Posted by: Robert Deutschmann, Personal Injury Lawyer

Heard Before: Adjudicator Richard Feldman

Date of Decision: May 7, 2015

 

Danny Basson was in a car accident on April 26, 2011.  He was a seat-belted, driver-side, rear-seat passenger in a car that was struck by another car on the front passenger side. He testified that parts of his body struck the door to his left, and he was shaken and waited inside the vehicle.  He took a taxi home from the scene of the accident and then sought medical attention a few days later (the records disclose that he attended a medical clinic on April 30, 2011).  He then visited Mackenzie Medical Rehabilitation Centre on May 2, 2011 where he was assessed and received treatment from May through September 2011, 2-3 times a week then gradually decreasing. Mr. Basson testified that this treatment helped a little, but not much.

 

He applied for statutory accident benefits from Royal & SunAlliance but when disputes arose concerning his entitlement to certain accident benefits he applied for arbitration at the FSCO.

 

The issues in this hearing are:

 

  1. Is Mr. Basson entitled to receive a medical benefit in the total amount of $4,785.35 for services provided by Mackenzie Medical between May 2, 2011 and May 28, 2012?
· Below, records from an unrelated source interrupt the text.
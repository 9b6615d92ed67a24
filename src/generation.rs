use std::{fmt, path::PathBuf, time::Duration};

use candle_core::{Device, Tensor, quantized::gguf_file};
use candle_transformers::{
    generation::LogitsProcessor,
    models::quantized_llama::ModelWeights,
    utils::apply_repeat_penalty,
};
use serde::Deserialize;
use tokenizers::Tokenizer;

use crate::{
    error::{Error, Result},
    model_manager::{default_device, load_tokenizer, resolve_file},
    settings::{Backend, Quantization, Settings},
};

/// Environment variable holding the bearer token for
/// [`OpenAiCompatible`] servers that require one.
pub const API_KEY_ENV_VAR: &str = "DOCQA_API_KEY";

/// Tokens of history the repetition penalty looks at.
pub const DEFAULT_REPEAT_LAST_N: usize = 64;

/// Context window of the Llama 2 chat models.
const CONTEXT_LENGTH: usize = 4096;

const EOS_TOKEN: &str = "</s>";

const REQUEST_TIMEOUT: Duration = Duration::from_secs(600);

/// Produces an answer for a fully rendered prompt.
pub trait Generator {
    /// Human-readable name of the backend and model, for logs and
    /// `status` output.
    fn describe(&self) -> String;

    /// Return only the newly generated text, without the prompt.
    fn generate(&mut self, prompt: &str) -> Result<String>;
}

impl<G: Generator + ?Sized> Generator for Box<G> {
    fn describe(&self) -> String {
        (**self).describe()
    }

    fn generate(&mut self, prompt: &str) -> Result<String> {
        (**self).generate(prompt)
    }
}

#[derive(Debug, Clone, PartialEq)]
pub struct GenerationParams {
    /// Sampling temperature; `0` means greedy decoding.
    pub temperature: f64,
    pub max_new_tokens: usize,
    pub repetition_penalty: f32,
    pub repeat_last_n: usize,
    pub seed: u64,
}

impl Default for GenerationParams {
    fn default() -> Self {
        Self::from(&Settings::default())
    }
}

impl From<&Settings> for GenerationParams {
    fn from(settings: &Settings) -> Self {
        Self {
            temperature: settings.temperature,
            max_new_tokens: settings.max_new_tokens,
            repetition_penalty: settings.repetition_penalty,
            repeat_last_n: DEFAULT_REPEAT_LAST_N,
            seed: settings.seed,
        }
    }
}

/// Build the generator selected by `settings.backend`. Nothing is loaded
/// or contacted until the first [`Generator::generate`] call.
pub fn from_settings(settings: &Settings) -> Result<Box<dyn Generator>> {
    let params = GenerationParams::from(settings);
    Ok(match settings.backend {
        Backend::Local => Box::new(LocalLlama::new(
            settings.llm_model(),
            &settings.llm_tokenizer,
            settings.quantization,
            params,
        )),
        Backend::Openai => Box::new(OpenAiCompatible::new(
            &settings.llm_base_url,
            settings.llm_model(),
            std::env::var(API_KEY_ENV_VAR).ok().filter(|k| !k.is_empty()),
            params,
        )?),
    })
}

/// GGUF file name for a quantized Llama 2 chat repository, e.g.
/// `llama-2-13b-chat.Q4_K_M.gguf` for `TheBloke/Llama-2-13B-chat-GGUF`.
pub fn gguf_file_name(model_id: &str, quantization: Quantization) -> String {
    let repo = model_id.rsplit('/').next().unwrap_or(model_id);
    let base = repo
        .strip_suffix("-GGUF")
        .or_else(|| repo.strip_suffix("-gguf"))
        .unwrap_or(repo)
        .to_lowercase();
    format!("{base}.{}.gguf", quantization.file_suffix())
}

/// Keep the tail of the prompt so that it plus `max_new_tokens` fits the
/// context window. At least one prompt token is always kept.
fn fit_prompt(tokens: &[u32], max_new_tokens: usize) -> &[u32] {
    let budget = CONTEXT_LENGTH.saturating_sub(max_new_tokens).max(1);
    if tokens.len() > budget {
        &tokens[tokens.len() - budget..]
    } else {
        tokens
    }
}

struct LoadedLlama {
    model: ModelWeights,
    tokenizer: Tokenizer,
    device: Device,
    eos: Option<u32>,
}

/// Quantized Llama 2 chat model run in-process.
pub struct LocalLlama {
    model_id: String,
    tokenizer_id: String,
    quantization: Quantization,
    params: GenerationParams,
    loaded: Option<LoadedLlama>,
}

impl LocalLlama {
    pub fn new(
        model_id: &str,
        tokenizer_id: &str,
        quantization: Quantization,
        params: GenerationParams,
    ) -> Self {
        Self {
            model_id: model_id.to_string(),
            tokenizer_id: tokenizer_id.to_string(),
            quantization,
            params,
            loaded: None,
        }
    }

    pub fn is_loaded(&self) -> bool {
        self.loaded.is_some()
    }

    fn weights_path(&self) -> Result<PathBuf> {
        // A path straight to a .gguf file is used as-is.
        let direct = PathBuf::from(&self.model_id);
        if direct.is_file() {
            return Ok(direct);
        }
        resolve_file(
            &self.model_id,
            &gguf_file_name(&self.model_id, self.quantization),
        )
    }

    fn ensure_loaded(&mut self) -> Result<&mut LoadedLlama> {
        let loaded = match self.loaded.take() {
            Some(loaded) => loaded,
            None => self.load()?,
        };
        Ok(self.loaded.insert(loaded))
    }

    fn load(&self) -> Result<LoadedLlama> {
        tracing::info!(
            model = %self.model_id,
            quantization = %self.quantization,
            "loading language model"
        );

        let weights_path = self.weights_path()?;
        let tokenizer_path = resolve_file(&self.tokenizer_id, "tokenizer.json")?;
        let tokenizer = load_tokenizer(&tokenizer_path, false, None)?;

        let device = default_device();
        let mut file = std::fs::File::open(&weights_path)?;
        let content = gguf_file::Content::read(&mut file)
            .map_err(|e| e.with_path(&weights_path))?;
        let model = ModelWeights::from_gguf(content, &mut file, &device)?;

        let eos = tokenizer.token_to_id(EOS_TOKEN);
        Ok(LoadedLlama {
            model,
            tokenizer,
            device,
            eos,
        })
    }
}

impl LoadedLlama {
    fn generate(
        &mut self,
        prompt: &str,
        params: &GenerationParams,
    ) -> Result<String> {
        let encoding = self
            .tokenizer
            .encode(prompt, true)
            .map_err(Error::tokenizer)?;
        let prompt_tokens = encoding.get_ids();
        let fitted = fit_prompt(prompt_tokens, params.max_new_tokens);
        if fitted.len() < prompt_tokens.len() {
            tracing::warn!(
                dropped = prompt_tokens.len() - fitted.len(),
                "prompt longer than the context window, truncated from the left"
            );
        }

        let temperature = (params.temperature > 0.0).then_some(params.temperature);
        let mut sampler = LogitsProcessor::new(params.seed, temperature, None);

        let mut tokens: Vec<u32> = fitted.to_vec();
        let mut generated: Vec<u32> = Vec::new();

        // The first pass feeds the whole prompt and resets the KV cache.
        let mut input: Vec<u32> = fitted.to_vec();
        let mut index_pos = 0;

        for _ in 0..params.max_new_tokens {
            let x = Tensor::new(input.as_slice(), &self.device)?.unsqueeze(0)?;
            let logits = self.model.forward(&x, index_pos)?.squeeze(0)?;
            let logits = if params.repetition_penalty == 1.0 {
                logits
            } else {
                let start = tokens.len().saturating_sub(params.repeat_last_n);
                apply_repeat_penalty(
                    &logits,
                    params.repetition_penalty,
                    &tokens[start..],
                )?
            };

            index_pos += input.len();
            let next = sampler.sample(&logits)?;
            if Some(next) == self.eos {
                break;
            }

            tokens.push(next);
            generated.push(next);
            input = vec![next];
        }

        tracing::debug!(
            prompt_tokens = fitted.len(),
            generated_tokens = generated.len(),
            "generation finished"
        );

        self.tokenizer
            .decode(&generated, true)
            .map_err(Error::tokenizer)
    }
}

impl Generator for LocalLlama {
    fn describe(&self) -> String {
        format!("local {} ({})", self.model_id, self.quantization)
    }

    fn generate(&mut self, prompt: &str) -> Result<String> {
        let params = self.params.clone();
        let loaded = self.ensure_loaded()?;
        Ok(loaded.generate(prompt, &params)?.trim().to_string())
    }
}

#[derive(Debug, Deserialize)]
struct ChatResponse {
    #[serde(default)]
    choices: Vec<ChatChoice>,
}

#[derive(Debug, Deserialize)]
struct ChatChoice {
    message: ChatMessage,
}

#[derive(Debug, Deserialize)]
struct ChatMessage {
    #[serde(default)]
    content: Option<String>,
}

/// Client for any server exposing the OpenAI chat-completions endpoint:
/// llama.cpp server, vLLM, Ollama and the like.
pub struct OpenAiCompatible {
    client: reqwest::blocking::Client,
    base_url: String,
    model: String,
    api_key: Option<String>,
    params: GenerationParams,
}

impl fmt::Debug for OpenAiCompatible {
    fn fmt(&self, f: &mut fmt::Formatter<'_>) -> fmt::Result {
        f.debug_struct("OpenAiCompatible")
            .field("base_url", &self.base_url)
            .field("model", &self.model)
            .field("api_key", &self.api_key.as_ref().map(|_| "<redacted>"))
            .finish_non_exhaustive()
    }
}

impl OpenAiCompatible {
    pub fn new(
        base_url: &str,
        model: &str,
        api_key: Option<String>,
        params: GenerationParams,
    ) -> Result<Self> {
        let client = reqwest::blocking::Client::builder()
            .timeout(REQUEST_TIMEOUT)
            .build()?;
        Ok(Self {
            client,
            base_url: base_url.trim_end_matches('/').to_string(),
            model: model.to_string(),
            api_key,
            params,
        })
    }

    fn chat_completions_url(&self) -> String {
        format!("{}/v1/chat/completions", self.base_url)
    }

    fn build_request(&self, prompt: &str) -> serde_json::Value {
        serde_json::json!({
            "model": self.model,
            "messages": [{ "role": "user", "content": prompt }],
            "temperature": self.params.temperature,
            "max_tokens": self.params.max_new_tokens,
            "seed": self.params.seed,
            "stream": false,
        })
    }
}

fn parse_response(body: &str) -> Result<String> {
    let response: ChatResponse = serde_json::from_str(body)?;
    let choice = response.choices.into_iter().next().ok_or_else(|| {
        Error::Generation("server returned no choices".to_string())
    })?;
    Ok(choice.message.content.unwrap_or_default().trim().to_string())
}

impl Generator for OpenAiCompatible {
    fn describe(&self) -> String {
        format!("{} at {}", self.model, self.base_url)
    }

    fn generate(&mut self, prompt: &str) -> Result<String> {
        let url = self.chat_completions_url();
        tracing::debug!(%url, model = %self.model, "requesting completion");

        let mut request = self.client.post(&url).json(&self.build_request(prompt));
        if let Some(key) = &self.api_key {
            request = request.bearer_auth(key);
        }

        let response = request.send()?;
        let status = response.status();
        let body = response.text()?;
        if !status.is_success() {
            return Err(Error::Generation(format!(
                "{url} returned {status}: {}",
                body.trim()
            )));
        }

        parse_response(&body)
    }
}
  2. Is Mr. Basson entitled to receive weekly income replacement benefits (“IRBs”) from May 2, 2011 onwards (less amounts paid by Royal) and, if so, at what weekly rate?

  3. Is Mr. Basson entitled to interest for the overdue payment of benefits pursuant to section 46(2) of the Schedule?

  4. Is Royal and SunAlliance liable to pay a special award because it unreasonably withheld or delayed payments to Mr. Basson?

  5. Is Mr. Basson liable to pay Royal and SunAlliance’s expenses in respect of the arbitration under subsection 282(11) of the Insurance Act?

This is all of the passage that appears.